February 18, 2007
PTSD: Treating The Numbers, Not The Soldiers
According to the United States Department of Veterans' Affairs--as its information page reads this morning, at least--Post Traumatic Stress Disorder (PTSD) is defined as:
An anxiety disorder that can occur following the experience or witnessing of a traumatic event. A traumatic event is a life-threatening event such as military combat, natural disasters, terrorist incidents, serious accidents, or physical or sexual assault in adult or childhood. Most survivors of trauma return to normal given a little time. However, some people will have stress reactions that do not go away on their own, or may even get worse over time.
Insofar as the government asserts, some 60% of men and 50% of women (overall, both military and civilian) experience a traumatic event at some point in their lives. Assuming, of course, that all traumatic events are reported or somehow noted--which of course they aren't--one can still be forgiven for being alarmed that such a staggeringly high number of human beings are at risk for developing PTSD. And of course, many human beings do heal on their own, handling trauma in ways that don't threaten the safety and well-being of themselves and those around them; they work through the shock, terror, grief, flashbacks, and sense of needing to be on guard at all times, and with time and support, they return to a point where they can sleep a reasonably normal length of time without waking from re-enactment nightmares or go to a noisy, crowded place without feeling overcome by irrational waves of fear or violent urges.
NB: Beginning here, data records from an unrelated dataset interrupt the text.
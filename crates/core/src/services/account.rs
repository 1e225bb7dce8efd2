//! Account discovery, activity tracking and compliance scoring.

use std::collections::HashMap;
use std::sync::Arc;

use chrono::{DateTime, Duration, Utc};
use tracing::{debug, info, instrument, warn};

use crate::error::{DomainError, DomainResult};
use crate::models::{
    Account, AccountType, Address, Bytes, ComplianceStatus, MAX_RISK_SCORE, Transaction,
};
use crate::ports::{ChainClient, Repositories};

// =============================================================================
// Bytecode classification
// =============================================================================

const EIP1167_PREFIX: [u8; 10] = [0x36, 0x3d, 0x3d, 0x37, 0x3d, 0x3d, 0x3d, 0x36, 0x3d, 0x73];
const EIP1167_SUFFIX: [u8; 15] = [
    0x5a, 0xf4, 0x3d, 0x82, 0x80, 0x3e, 0x90, 0x3d, 0x91, 0x60, 0x2b, 0x57, 0xfd, 0x5b, 0xf3,
];
const EIP7702_DESIGNATOR: [u8; 3] = [0xef, 0x01, 0x00];

/// What an address' bytecode says about it.
#[derive(Debug, Clone, Copy, PartialEq, Eq)]
pub enum CodeKind {
    /// No code.
    Empty,
    /// EIP-1167 minimal proxy pointing at an implementation.
    MinimalProxy(Address),
    /// EIP-7702 delegation designator.
    Delegated(Address),
    /// Any other deployed code.
    Contract,
}

impl CodeKind {
    pub fn classify(code: &Bytes) -> Self {
        let code = code.as_ref();
        if code.is_empty() {
            return Self::Empty;
        }
        if code.len() == 23
            && code.starts_with(&EIP7702_DESIGNATOR)
            && let Some(target) = Address::from_slice(&code[3..])
        {
            return Self::Delegated(target);
        }
        if code.len() == 45
            && code.starts_with(&EIP1167_PREFIX)
            && code.ends_with(&EIP1167_SUFFIX)
            && let Some(target) = Address::from_slice(&code[10..30])
        {
            return Self::MinimalProxy(target);
        }
        Self::Contract
    }

    pub fn account_type(&self) -> AccountType {
        match self {
            Self::Empty => AccountType::Eoa,
            _ => AccountType::SmartAccount,
        }
    }

    pub fn implementation(&self) -> Option<Address> {
        match self {
            Self::MinimalProxy(a) | Self::Delegated(a) => Some(*a),
            _ => None,
        }
    }
}

// =============================================================================
// Configuration
// =============================================================================

/// Thresholds for risk scoring.
#[derive(Debug, Clone)]
pub struct RiskConfig {
    /// Transaction count above which an account is high volume.
    pub high_volume_threshold: u64,
    /// High volume only counts if reached within this window of first seen.
    pub high_volume_window: Duration,
}

impl Default for RiskConfig {
    fn default() -> Self {
        Self {
            high_volume_threshold: 100,
            high_volume_window: Duration::hours(24),
        }
    }
}

/// Fields accepted when creating an account from an upstream event.
#[derive(Debug, Clone)]
pub struct NewAccount {
    pub address: Address,
    pub account_type: AccountType,
    pub balance: Option<u128>,
    pub nonce: Option<u64>,
    pub label: Option<String>,
    pub risk_score: Option<u8>,
    pub compliance_status: Option<ComplianceStatus>,
    pub tags: Vec<String>,
    pub notes: Option<String>,
}

impl NewAccount {
    pub fn new(address: Address, account_type: AccountType) -> Self {
        Self {
            address,
            account_type,
            balance: None,
            nonce: None,
            label: None,
            risk_score: None,
            compliance_status: None,
            tags: Vec::new(),
            notes: None,
        }
    }

    /// Build the account with defaults, then apply the optional overrides.
    pub fn into_account(self, now: DateTime<Utc>) -> Account {
        let mut account = Account::new(self.address, self.account_type, now);
        if let Some(balance) = self.balance {
            account.balance = balance;
        }
        if let Some(nonce) = self.nonce {
            account.nonce = nonce;
        }
        account.label = self.label;
        account.notes = self.notes;
        account.set_tags(&self.tags);
        if let Some(score) = self.risk_score {
            account.apply_risk_score(score);
        }
        // An explicit status wins over the one derived from the score
        if let Some(status) = self.compliance_status {
            account.compliance_status = status;
        }
        account
    }
}

// =============================================================================
// AccountService
// =============================================================================

pub struct AccountService<R: Repositories, C: ChainClient> {
    repositories: Arc<R>,
    chain: Arc<C>,
    risk: RiskConfig,
}

impl<R: Repositories, C: ChainClient> AccountService<R, C> {
    pub fn new(repositories: Arc<R>, chain: Arc<C>) -> Self {
        Self {
            repositories,
            chain,
            risk: RiskConfig::default(),
        }
    }

    pub fn with_risk_config(mut self, risk: RiskConfig) -> Self {
        self.risk = risk;
        self
    }

    // -------------------------------------------------------------------------
    // Discovery
    // -------------------------------------------------------------------------

    /// Classify an address from its on-chain code.
    ///
    /// A node failure defaults to EOA; promotion happens later if code shows up.
    pub async fn detect_account_type(&self, address: &Address) -> CodeKind {
        match self.chain.code_at(address).await {
            Ok(code) => CodeKind::classify(&code),
            Err(e) => {
                debug!(address = %address, error = %e, "Code lookup failed, assuming EOA");
                CodeKind::Empty
            }
        }
    }

    /// Get the stored account or create it with the detected type.
    #[instrument(skip_all, fields(address = %address))]
    pub async fn discover_account(&self, address: &Address) -> DomainResult<Account> {
        if let Some(account) = self.repositories.accounts().get_account(address).await? {
            return Ok(account);
        }

        let kind = self.detect_account_type(address).await;
        let mut account = Account::new(*address, kind.account_type(), Utc::now());
        account.implementation = kind.implementation();
        if let Ok(balance) = self.chain.balance(address).await {
            account.balance = balance;
        }
        if let Ok(nonce) = self.chain.pending_nonce(address).await {
            account.nonce = nonce;
        }

        if self.repositories.accounts().create_if_absent(&account).await? {
            debug!(account_type = %account.account_type, "🆕 Account discovered");
            return Ok(account);
        }

        // Lost a race with another writer
        self.repositories
            .accounts()
            .get_account(address)
            .await?
            .ok_or_else(|| DomainError::AccountNotFound(address.to_hex()))
    }

    /// Idempotent creation. Returns `false` if the address already exists.
    #[instrument(skip_all, fields(address = %new.address))]
    pub async fn create_account(&self, new: NewAccount) -> DomainResult<bool> {
        let accounts = self.repositories.accounts();
        if accounts.get_account(&new.address).await?.is_some() {
            debug!("Account already exists");
            return Ok(false);
        }
        let account = new.into_account(Utc::now());
        Ok(accounts.create_if_absent(&account).await?)
    }

    /// Create every unknown account in one batch. Returns how many were new.
    pub async fn bulk_create_accounts(&self, new: Vec<NewAccount>) -> DomainResult<usize> {
        let addresses: Vec<Address> = new.iter().map(|n| n.address).collect();
        let existing = self
            .repositories
            .accounts()
            .check_exists_batch(&addresses)
            .await?;

        let now = Utc::now();
        let mut seen = existing;
        let mut fresh = Vec::new();
        for item in new {
            if seen.contains(&item.address) {
                continue;
            }
            seen.push(item.address);
            fresh.push(item.into_account(now));
        }

        if !fresh.is_empty() {
            self.repositories.accounts().save_batch(&fresh).await?;
        }
        info!(created = fresh.len(), "👤 Bulk account creation");
        Ok(fresh.len())
    }

    /// Promote an account to Smart Account in place.
    pub async fn promote_to_smart_account(
        &self,
        address: &Address,
        implementation: Option<Address>,
    ) -> DomainResult<Account> {
        let mut account = self.discover_account(address).await?;
        if account.promote_to_smart_account(implementation) {
            self.repositories.accounts().save(&account).await?;
            info!(address = %address, "🔼 Account promoted to Smart Account");
        }
        Ok(account)
    }

    // -------------------------------------------------------------------------
    // Activity
    // -------------------------------------------------------------------------

    /// Update counters of every account touched by a transaction.
    ///
    /// Sender, recipient and created contract are loaded once, updated and
    /// written back in one batch, so a self-transfer is counted once.
    #[instrument(skip_all, fields(tx = %tx.hash))]
    pub async fn process_transaction_for_accounts(&self, tx: &Transaction) -> DomainResult<()> {
        let at = tx.timestamp.unwrap_or_else(Utc::now);
        let mut touched: HashMap<Address, Account> = HashMap::new();

        let sender = self.discover_account(&tx.from).await?;
        touched.insert(tx.from, sender);

        let mut interacts_with_contract = false;
        if let Some(to) = tx.to {
            if !touched.contains_key(&to) {
                let recipient = self.discover_account(&to).await?;
                touched.insert(to, recipient);
            }
            if let Some(recipient) = touched.get_mut(&to) {
                interacts_with_contract = recipient.is_smart_account();
                if to != tx.from {
                    recipient.transaction_count += 1;
                }
                recipient.touch(at);
            }
        }

        if let Some(created) = tx.contract_address {
            if !touched.contains_key(&created) {
                let contract = self.discover_account(&created).await?;
                touched.insert(created, contract);
            }
            if let Some(contract) = touched.get_mut(&created) {
                contract.promote_to_smart_account(None);
                contract.touch(at);
            }
        }

        if let Some(sender) = touched.get_mut(&tx.from) {
            sender.transaction_count += 1;
            sender.nonce = sender.nonce.max(tx.nonce + 1);
            if interacts_with_contract {
                sender.contract_interaction_count += 1;
            }
            if tx.is_contract_creation() {
                sender.contract_deployment_count += 1;
            }
            sender.touch(at);
        }

        let accounts: Vec<Account> = touched.into_values().collect();
        self.repositories.accounts().save_batch(&accounts).await?;
        Ok(())
    }

    // -------------------------------------------------------------------------
    // Compliance
    // -------------------------------------------------------------------------

    /// Heuristic risk score in `0..=10`.
    pub fn calculate_risk_score(&self, account: &Account) -> u8 {
        let mut score: u8 = 0;

        let active_span = account.last_activity - account.first_seen;
        if account.transaction_count > self.risk.high_volume_threshold
            && active_span <= self.risk.high_volume_window
        {
            score += 3;
        }

        if account.contract_interaction_count > account.transaction_count / 2 {
            score += 2;
        }

        score.min(MAX_RISK_SCORE)
    }

    /// Recompute the score and status of an account and persist them.
    pub async fn analyze_compliance(&self, address: &Address) -> DomainResult<Account> {
        let mut account = self.load(address).await?;
        let score = self.calculate_risk_score(&account);
        account.apply_risk_score(score);
        self.repositories.accounts().save(&account).await?;
        debug!(address = %address, score, status = %account.compliance_status, "Compliance analyzed");
        Ok(account)
    }

    pub async fn bulk_analyze_compliance(&self, addresses: &[Address]) -> DomainResult<Vec<Account>> {
        let mut accounts = self.repositories.accounts().get_accounts(addresses).await?;
        for account in &mut accounts {
            let score = self.calculate_risk_score(account);
            account.apply_risk_score(score);
        }
        self.repositories.accounts().save_batch(&accounts).await?;
        Ok(accounts)
    }

    pub async fn update_compliance(
        &self,
        address: &Address,
        status: ComplianceStatus,
        notes: Option<String>,
    ) -> DomainResult<Account> {
        let mut account = self.load(address).await?;
        account.compliance_status = status;
        if notes.is_some() {
            account.notes = notes;
        }
        self.repositories.accounts().save(&account).await?;
        Ok(account)
    }

    /// Returns the number of accounts updated; unknown addresses are skipped.
    pub async fn bulk_update_compliance(
        &self,
        addresses: &[Address],
        status: ComplianceStatus,
    ) -> DomainResult<usize> {
        let mut accounts = self.repositories.accounts().get_accounts(addresses).await?;
        for account in &mut accounts {
            account.compliance_status = status;
        }
        self.repositories.accounts().save_batch(&accounts).await?;
        Ok(accounts.len())
    }

    // -------------------------------------------------------------------------
    // Tags
    // -------------------------------------------------------------------------

    pub async fn update_tags(&self, address: &Address, tags: &[String]) -> DomainResult<Account> {
        let mut account = self.load(address).await?;
        account.set_tags(tags);
        self.repositories.accounts().save(&account).await?;
        Ok(account)
    }

    pub async fn add_tags(&self, address: &Address, tags: &[String]) -> DomainResult<Account> {
        let mut account = self.load(address).await?;
        account.add_tags(tags);
        self.repositories.accounts().save(&account).await?;
        Ok(account)
    }

    /// Replace tags on every known address. Returns the number updated.
    pub async fn bulk_update_tags(
        &self,
        addresses: &[Address],
        tags: &[String],
    ) -> DomainResult<usize> {
        let mut accounts = self.repositories.accounts().get_accounts(addresses).await?;
        for account in &mut accounts {
            account.set_tags(tags);
        }
        self.repositories.accounts().save_batch(&accounts).await?;
        Ok(accounts.len())
    }

    async fn load(&self, address: &Address) -> DomainResult<Account> {
        self.repositories
            .accounts()
            .get_account(address)
            .await?
            .ok_or_else(|| {
                warn!(address = %address, "Account not found");
                DomainError::AccountNotFound(address.to_hex())
            })
    }
}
For far too many who've witnessed war's indescribable tragedies firsthand, though, the notion of healing is itself a phantom concept, a dream. From The Real Cost Of War (currently at Playboy Online):
Burgoyne had been brought into the hospital by one of the other soldiers in his unit after he had been found doubled over in his bunk, having tried to kill himself with an overdose of antidepressants. The attempted suicide, plus the lack of expression in his eyes and his "rapid cycling behavior" from rage to grief and back to rage, were the symptoms of a dangerously ill man. Koroll sensed he was looking at a severe case of post-traumatic stress disorder, the clinical term for someone who continues to experience trauma long after the event has passed. This reexperiencing of the original event can take the form of insomnia, flashbacks, paranoia, panic attacks, emotional numbness and violent outbursts.
These symptoms are treatable, Koroll knew. If he could transfer Burgoyne to a safe, comforting environment, the young man might be restored over time to full health and capacity. That meant getting the soldier out of the dusty chaos of the Kuwaiti Army base, where he was temporarily stationed after a bloody tour in Iraq, and sending him to a hospital in Germany where he could rest on clean white sheets in a quiet room in a first-class psychiatric facility.
It was Koroll's job as the on-duty nurse to make the decision about whether to evacuate Burgoyne. He was ready to do it based on what he'd seen. But he needed to ask one final question before he could order the evac in good conscience.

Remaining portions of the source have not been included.